Когда я сидел у обочины дороги, каждый прохожий интересовался моим костром и моим котелком. Они жалели меня, видя, как я бреду по дороге, и когда я говорил им, что иду пешком в Чикаго, они обычно восклицали:

«Черт возьми! Я бы не стал делать этого и за десять тысяч долларов».
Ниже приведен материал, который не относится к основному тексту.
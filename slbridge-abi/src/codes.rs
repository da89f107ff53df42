// codes.rs

//! Status and type codes mirrored from the embedded engine's C ABI.

pub mod status_code {
    pub type Type = i32;
    pub const OK: Type = 0;
    pub const ROW: Type = 100;
    pub const DONE: Type = 101;
    pub const ERROR: Type = 1;
    pub const MISUSE: Type = 21;
    pub const NOMEM: Type = 7;
    pub const CONSTRAINT: Type = 19;
}

pub use self::status_code::Type as status_t;

/// Column/value type codes, in the embedded engine's numbering.
pub mod column_type {
    pub type Type = i32;
    pub const NULL: Type = 5;
    pub const INTEGER: Type = 1;
    pub const FLOAT: Type = 2;
    pub const TEXT: Type = 3;
    pub const BLOB: Type = 4;
}

pub use self::column_type::Type as column_type_t;

/// Bit pattern tagging a synthetic value handle returned from `column_value`.
///
/// A real engine-native handle is a heap pointer and, on every platform this
/// shim targets, is at minimum 8-byte aligned; the sentinel's low bit is set,
/// so it can never collide with a native pointer while still surviving a
/// round trip through an untyped `*mut c_void`.
pub const VALUE_HANDLE_MAGIC: u64 = 0x5342_4452_4447_4501;

/// Number of slots in the per-process synthetic value-handle ring.
///
/// Must be a power of two; see the ring's wraparound arithmetic in
/// `slbridge::accessor`.
pub const VALUE_HANDLE_RING_SIZE: usize = 256;

/// Number of per-thread text/blob scratch buffers kept alive for accessor
/// pointer stability, and the maximum size of each.
pub const TEXT_BUFFER_RING_SIZE: usize = 256;
pub const TEXT_BUFFER_MAX_LEN: usize = 16 * 1024;
#[cfg(test)]
mod tests {
    use super::*;
    use crate::native::tests::FakeEngine;
    use crate::pool::ConnectionPool;

    #[test]
    fn skip_pattern_statements_finish_immediately_without_a_result_set() {
        let registry = ConflictRegistry::with_defaults();
        let mut stmt = Statement::prepare("PRAGMA journal_mode = WAL;", &registry).unwrap();
        let pool = ConnectionPool::new(1);
        let native = FakeEngine::new();
        let lease = pool.acquire(&native).unwrap();
        assert_eq!(stmt.step(&lease).unwrap(), StepResult::Done);
        assert_eq!(stmt.column_count(&lease).unwrap(), 0);
    }

    #[test]
    fn bind_grows_parameter_vector_past_the_translator_estimate() {
        let registry = ConflictRegistry::with_defaults();
        let mut stmt = Statement::prepare("SELECT 1", &registry).unwrap();
        stmt.bind(3, Value::Integer(7)).unwrap();
        assert_eq!(stmt.param_count, 0);
        assert_eq!(stmt.params.len(), 3);
    }

    #[test]
    fn reset_clears_the_result_but_keeps_bindings() {
        let registry = ConflictRegistry::with_defaults();
        let mut stmt = Statement::prepare("SELECT 1", &registry).unwrap();
        stmt.bind(1, Value::Integer(5)).unwrap();
        let pool = ConnectionPool::new(1);
        let native = FakeEngine::new();
        let lease = pool.acquire(&native).unwrap();
        let _ = stmt.step(&lease).unwrap();
        stmt.reset();
        assert_eq!(stmt.current_row_index(), -1);
        assert_eq!(stmt.params[0], Value::Integer(5));
    }

    #[test]
    fn expanded_sql_substitutes_bound_parameters() {
        let registry = ConflictRegistry::with_defaults();
        let mut stmt = Statement::prepare("SELECT * FROM t WHERE id = ?", &registry).unwrap();
        stmt.bind(1, Value::Integer(42)).unwrap();
        assert_eq!(stmt.expanded_sql(), "SELECT * FROM t WHERE id = 42");
    }

    #[test]
    fn exec_prepared_insert_picks_up_the_appended_returning_id() {
        let registry = ConflictRegistry::with_defaults();
        let mut stmt = Statement::prepare_for_exec("INSERT INTO t(a) VALUES(1)", &registry).unwrap();
        let pool = ConnectionPool::new(1);
        let native = FakeEngine::new();
        let lease = pool.acquire(&native).unwrap();
        assert_eq!(stmt.step(&lease).unwrap(), StepResult::Done);
        assert_eq!(stmt.last_inserted_id(), Some(42));
    }

    #[test]
    fn last_inserted_id_is_none_without_an_id_column() {
        let registry = ConflictRegistry::with_defaults();
        let mut stmt = Statement::prepare("SELECT 1", &registry).unwrap();
        let pool = ConnectionPool::new(1);
        let native = FakeEngine::new();
        let lease = pool.acquire(&native).unwrap();
        let _ = stmt.step(&lease).unwrap();
        assert_eq!(stmt.last_inserted_id(), None);
    }

    #[test]
    fn metadata_access_before_first_step_does_not_force_a_second_execution() {
        let registry = ConflictRegistry::with_defaults();
        let mut stmt = Statement::prepare("SELECT 1", &registry).unwrap();
        let pool = ConnectionPool::new(1);
        let native = FakeEngine::new();
        let lease = pool.acquire(&native).unwrap();
        assert_eq!(stmt.column_count(&lease).unwrap(), 1);
        assert_eq!(stmt.step(&lease).unwrap(), StepResult::Row);
        assert_eq!(stmt.current_value(0), Value::Integer(1));
    }

    #[test]
    fn param_index_resolves_named_placeholders() {
        let registry = ConflictRegistry::with_defaults();
        let stmt = Statement::prepare("SELECT * FROM t WHERE a = :x OR b = :y", &registry).unwrap();
        assert_eq!(stmt.param_index("x"), 1);
        assert_eq!(stmt.param_index("y"), 2);
        assert_eq!(stmt.param_index("nope"), 0);
    }

    #[test]
    fn readonly_distinguishes_select_from_write_statements() {
        let registry = ConflictRegistry::with_defaults();
        assert!(Statement::prepare("SELECT 1", &registry).unwrap().is_readonly());
        assert!(!Statement::prepare("INSERT INTO t(a) VALUES(1)", &registry)
            .unwrap()
            .is_readonly());
        assert!(Statement::prepare("PRAGMA journal_mode = WAL;", &registry)
            .unwrap()
            .is_readonly());
    }

    #[test]
    fn data_count_is_zero_outside_the_row_window() {
        let registry = ConflictRegistry::with_defaults();
        let mut stmt = Statement::prepare("SELECT 1", &registry).unwrap();
        let pool = ConnectionPool::new(1);
        let native = FakeEngine::new();
        let lease = pool.acquire(&native).unwrap();
        assert_eq!(stmt.data_count(), 0);
        assert_eq!(stmt.step(&lease).unwrap(), StepResult::Row);
        assert_eq!(stmt.data_count(), 1);
        assert_eq!(stmt.step(&lease).unwrap(), StepResult::Done);
        assert_eq!(stmt.data_count(), 0);
    }
}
Но когда они видели, как я готовлю себе еду, они останавливались и с тоской смотрели на меня — в этом была их слабость; не тяга к глуши, а тоска по манне небесной. Они обращались ко мне с такими неуместными замечаниями, как:

«Так вот как ты это устраиваешь».

«Послушай, ты же сгоришь».

«Кофеёк варганишь?»

Насчет моего дела существовало множество сомнений, о чем свидетельствуют следующие диалоги. В России меня бы спросили:

«Куда путь держишь?»

«В Киев», — мог бы ответить я.

«Молиться», — заключил бы русский. Но в Америке меня чаще всего принимали за разносчика.

«Куда направляешься?»

«В Чикаго», — ответил я.

«Торгуешь вразнос?»

Меня поразило, что меня приняли за коробейника. Но почти столь же часто меня принимали за человека, идущего на пари. Я шел при определенных условиях. Мне нельзя было пользоваться попутным транспортом. Я должен был преодолевать по тридцать миль в день. Я шел в Чикаго на спор. Кто-то поспорил с кем-то другим, что я не одолею этот путь за определенное время. Я взял с собой в карман всего один доллар и зарабатывал на жизнь своим трудом. Я читал лекции в школах, чинил лопаты, помогал на сенокосе. Или же я шел пешком, чтобы прорекламировать какую-то марку ботинок. Или я шел на определенной диете, рекламируя чью-то патентную еду. Я был ремонтником деревенских телефонов. Я торговал вразнос зубочистками, которые хитроумно изготавливал у своего костра на обочине дороги. Я был бродячим жонглером и собирался дать представление в городе на следующий вечер.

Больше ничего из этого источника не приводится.